=== STORED DATA ===
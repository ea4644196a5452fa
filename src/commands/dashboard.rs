use super::open_session;
use crate::{
    libs::{dashboard, messages::Message, role::Role, session::Session, view::View},
    msg_print,
};
use anyhow::Result;
use chrono::Local;
use clap::Args;

#[derive(Debug, Args)]
pub struct DashboardArgs {
    #[arg(short, long, value_enum)]
    role: Role,
}

pub fn cmd(args: DashboardArgs) -> Result<()> {
    let session = open_session(args.role)?;
    show(&session)
}

/// Summary cards, pinned notices and the sidebar for the session's role.
pub fn show(session: &Session) -> Result<()> {
    msg_print!(Message::DashboardHeader(session.role.label().to_string()), true);
    View::stats(&dashboard::summary(session))?;

    let pinned = session.notices.pinned();
    if !pinned.is_empty() {
        msg_print!(Message::NoticesHeader("Pinned".to_string()), true);
        View::notices(&pinned, &Local::now().naive_local())?;
    }

    msg_print!(Message::NavigationHeader, true);
    View::nav(&session.role.nav_items())?;
    Ok(())
}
===
WHAT THE TASK REQUIRES: The whole of the material above should be written out again, exactly.

ANSWER TO THIS PROBLEM:
repository ea4644196a5452fa
filename src/commands/dashboard.rs
use super::open_session;
use crate::{
    libs::{dashboard, messages::Message, role::Role, session::Session, view::View},
    msg_print,
};
use anyhow::Result;
use chrono::Local;
use clap::Args;

#[derive(Debug, Args)]
pub struct DashboardArgs {
    #[arg(short, long, value_enum)]
    role: Role,
}

pub fn cmd(args: DashboardArgs) -> Result<()> {
    let session = open_session(args.role)?;
    show(&session)
}

/// Summary cards, pinned notices and the sidebar for the session's role.
pub fn show(session: &Session) -> Result<()> {
    msg_print!(Message::DashboardHeader(session.role.label().to_string()), true);
    View::stats(&dashboard::summary(session))?;

    let pinned = session.notices.pinned();
    if !pinned.is_empty() {
        msg_print!(Message::NoticesHeader("Pinned".to_string()), true);
        View::notices(&pinned, &Local::now().naive_local())?;
    }

    msg_print!(Message::NavigationHeader, true);
    View::nav(&session.role.nav_items())?;
    Ok(())
}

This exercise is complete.